Partout dans le monde, la tentation du repli nationaliste et/ou communautaire progresse, partout et donc aussi en Afrique de l'Ouest. Les voix se multiplient, notamment dans les réseaux sociaux, pour remonter à bloc cette jeunesse contre un "ennemi" facilement identifiable : la France. En réalité, nous sommes en train de préparer pour tous nos enfants un monde de ressentiment, de haines et de batailles sans fin parce que sans but.
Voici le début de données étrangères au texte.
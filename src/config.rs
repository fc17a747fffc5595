//! Configuration for the thumbnail service.
//!
//! Every knob the service reads lives in [`ServiceConfig`], built via
//! [`ServiceConfigBuilder`]. The CLI maps its flags (and their environment
//! fallbacks) onto the builder; tests construct configs directly.
//!
//! # Storage layout
//!
//! ```text
//! {storage_dir}/
//!   documents/      {doc_id}{ext}   original uploads
//!   thumbnails/     {doc_id}.png    rendered first pages
//!   metadata.json                   doc_id → record index
//! ```

use crate::error::ThumbError;
use serde::Serialize;
use std::path::{Path, PathBuf};

/// Default maximum upload size: 50 MiB.
pub const DEFAULT_MAX_FILE_SIZE: usize = 50 * 1024 * 1024;

/// Default wall-clock limit for one external office conversion.
pub const DEFAULT_CONVERSION_TIMEOUT_SECS: u64 = 30;

/// Upper bound accepted for the conversion timeout.
pub const MAX_CONVERSION_TIMEOUT_SECS: u64 = 600;

/// Default LibreOffice executable for the build platform.
#[cfg(target_os = "windows")]
pub const DEFAULT_SOFFICE_CMD: &str = "C:\\Program Files\\LibreOffice\\program\\soffice.exe";
/// Default LibreOffice executable for the build platform.
#[cfg(target_os = "macos")]
pub const DEFAULT_SOFFICE_CMD: &str = "/Applications/LibreOffice.app/Contents/MacOS/soffice";
/// Default LibreOffice executable for the build platform.
#[cfg(not(any(target_os = "windows", target_os = "macos")))]
pub const DEFAULT_SOFFICE_CMD: &str = "/usr/bin/soffice";

/// Configuration for both the persistent and the stateless service.
///
/// Built via [`ServiceConfig::builder()`] or [`ServiceConfig::default()`].
///
/// # Example
/// ```rust
/// use docthumb::ServiceConfig;
///
/// let config = ServiceConfig::builder()
///     .storage_dir("/var/lib/docthumb")
///     .max_file_size(10 * 1024 * 1024)
///     .conversion_timeout_secs(40)
///     .build()
///     .unwrap();
/// assert!(config.metadata_file().ends_with("metadata.json"));
/// ```
#[derive(Debug, Clone, Serialize)]
pub struct ServiceConfig {
    /// Root directory holding documents, thumbnails and the metadata index.
    /// Default: `./storage`.
    pub storage_dir: PathBuf,

    /// Largest accepted upload in bytes. A payload of exactly this size is
    /// accepted; one byte more is rejected. Default: 50 MiB.
    pub max_file_size: usize,

    /// LibreOffice executable used for Office → PDF conversion.
    pub soffice_cmd: PathBuf,

    /// Hard timeout for one `soffice` run, in seconds. Default: 30.
    pub conversion_timeout_secs: u64,

    /// Origins allowed by CORS. `*` allows any origin. Default: `["*"]`.
    pub cors_allow_origins: Vec<String>,

    /// Explicit pdfium library to bind. When unset, the renderer looks next
    /// to the working directory and then for a system-wide library.
    pub pdfium_lib_path: Option<PathBuf>,

    /// Bind address. Default: `0.0.0.0`.
    pub host: String,

    /// Listen port. Default: 8000.
    pub port: u16,
}

impl Default for ServiceConfig {
    fn default() -> Self {
        Self {
            storage_dir: PathBuf::from("./storage"),
            max_file_size: DEFAULT_MAX_FILE_SIZE,
            soffice_cmd: PathBuf::from(DEFAULT_SOFFICE_CMD),
            conversion_timeout_secs: DEFAULT_CONVERSION_TIMEOUT_SECS,
            cors_allow_origins: vec!["*".to_string()],
            pdfium_lib_path: None,
            host: "0.0.0.0".to_string(),
            port: 8000,
        }
    }
}

impl ServiceConfig {
    /// Create a new builder for `ServiceConfig`.
    pub fn builder() -> ServiceConfigBuilder {
        ServiceConfigBuilder {
            config: Self::default(),
        }
    }

    /// Directory of original uploads.
    pub fn documents_dir(&self) -> PathBuf {
        self.storage_dir.join("documents")
    }

    /// Directory of rendered PNG thumbnails.
    pub fn thumbnails_dir(&self) -> PathBuf {
        self.storage_dir.join("thumbnails")
    }

    /// The JSON metadata index.
    pub fn metadata_file(&self) -> PathBuf {
        self.storage_dir.join("metadata.json")
    }

    /// `host:port` for the listener.
    pub fn bind_addr(&self) -> String {
        format!("{}:{}", self.host, self.port)
    }

    /// True when any origin is allowed.
    pub fn cors_allows_any(&self) -> bool {
        self.cors_allow_origins.iter().any(|o| o == "*")
    }
}

/// Builder for [`ServiceConfig`].
#[derive(Debug)]
pub struct ServiceConfigBuilder {
    config: ServiceConfig,
}

impl ServiceConfigBuilder {
    pub fn storage_dir(mut self, dir: impl AsRef<Path>) -> Self {
        self.config.storage_dir = dir.as_ref().to_path_buf();
        self
    }

    pub fn max_file_size(mut self, bytes: usize) -> Self {
        self.config.max_file_size = bytes;
        self
    }

    pub fn soffice_cmd(mut self, cmd: impl AsRef<Path>) -> Self {
        self.config.soffice_cmd = cmd.as_ref().to_path_buf();
        self
    }

    pub fn conversion_timeout_secs(mut self, secs: u64) -> Self {
        self.config.conversion_timeout_secs = secs;
        self
    }

    /// Set allowed origins from a comma-separated list, e.g.
    /// `"https://a.example,https://b.example"`.
    pub fn cors_allow_origins(mut self, origins: &str) -> Self {
        self.config.cors_allow_origins = origins
            .split(',')
            .map(str::trim)
            .filter(|o| !o.is_empty())
            .map(str::to_string)
            .collect();
        self
    }

    pub fn pdfium_lib_path(mut self, path: impl AsRef<Path>) -> Self {
        self.config.pdfium_lib_path = Some(path.as_ref().to_path_buf());
        self
    }

    pub fn host(mut self, host: impl Into<String>) -> Self {
        self.config.host = host.into();
        self
    }

    pub fn port(mut self, port: u16) -> Self {
        self.config.port = port;
        self
    }

    /// Build the configuration, validating constraints.
    pub fn build(self) -> Result<ServiceConfig, ThumbError> {
        let c = &self.config;
        if c.max_file_size == 0 {
            return Err(ThumbError::InvalidConfig(
                "max_file_size must be ≥ 1 byte".into(),
            ));
        }
        if c.conversion_timeout_secs == 0 || c.conversion_timeout_secs > MAX_CONVERSION_TIMEOUT_SECS
        {
            return Err(ThumbError::InvalidConfig(format!(
                "conversion timeout must be 1–{MAX_CONVERSION_TIMEOUT_SECS}s, got {}",
                c.conversion_timeout_secs
            )));
        }
        if c.soffice_cmd.as_os_str().is_empty() {
            return Err(ThumbError::InvalidConfig(
                "soffice command must not be empty".into(),
            ));
        }
        if c.cors_allow_origins.is_empty() {
            return Err(ThumbError::InvalidConfig(
                "at least one CORS origin is required (use '*' for any)".into(),
            ));
        }
        Ok(self.config)
    }
}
Les hommes et femmes de bonne volonté, majoritaires mais discrets ou réduits au silence ne peuvent ni ne doivent s'y résoudre : si le but principal des gouvernants n'est que de durer et si les organisations internationales ne servent qu'à distribuer les billets d'avions en classe Affaires à leurs représentants, alors c'est à la société civile de prendre les relais et d'exiger pacifiquement mais fortement la bonne gouvernance et le développement sans lesquels les populations d'Afrique de l'Ouest continueront de s'enfoncer dans la misère, dans l'indifférence de ceux, quels qu'ils soient, qui sont sensés les protéger.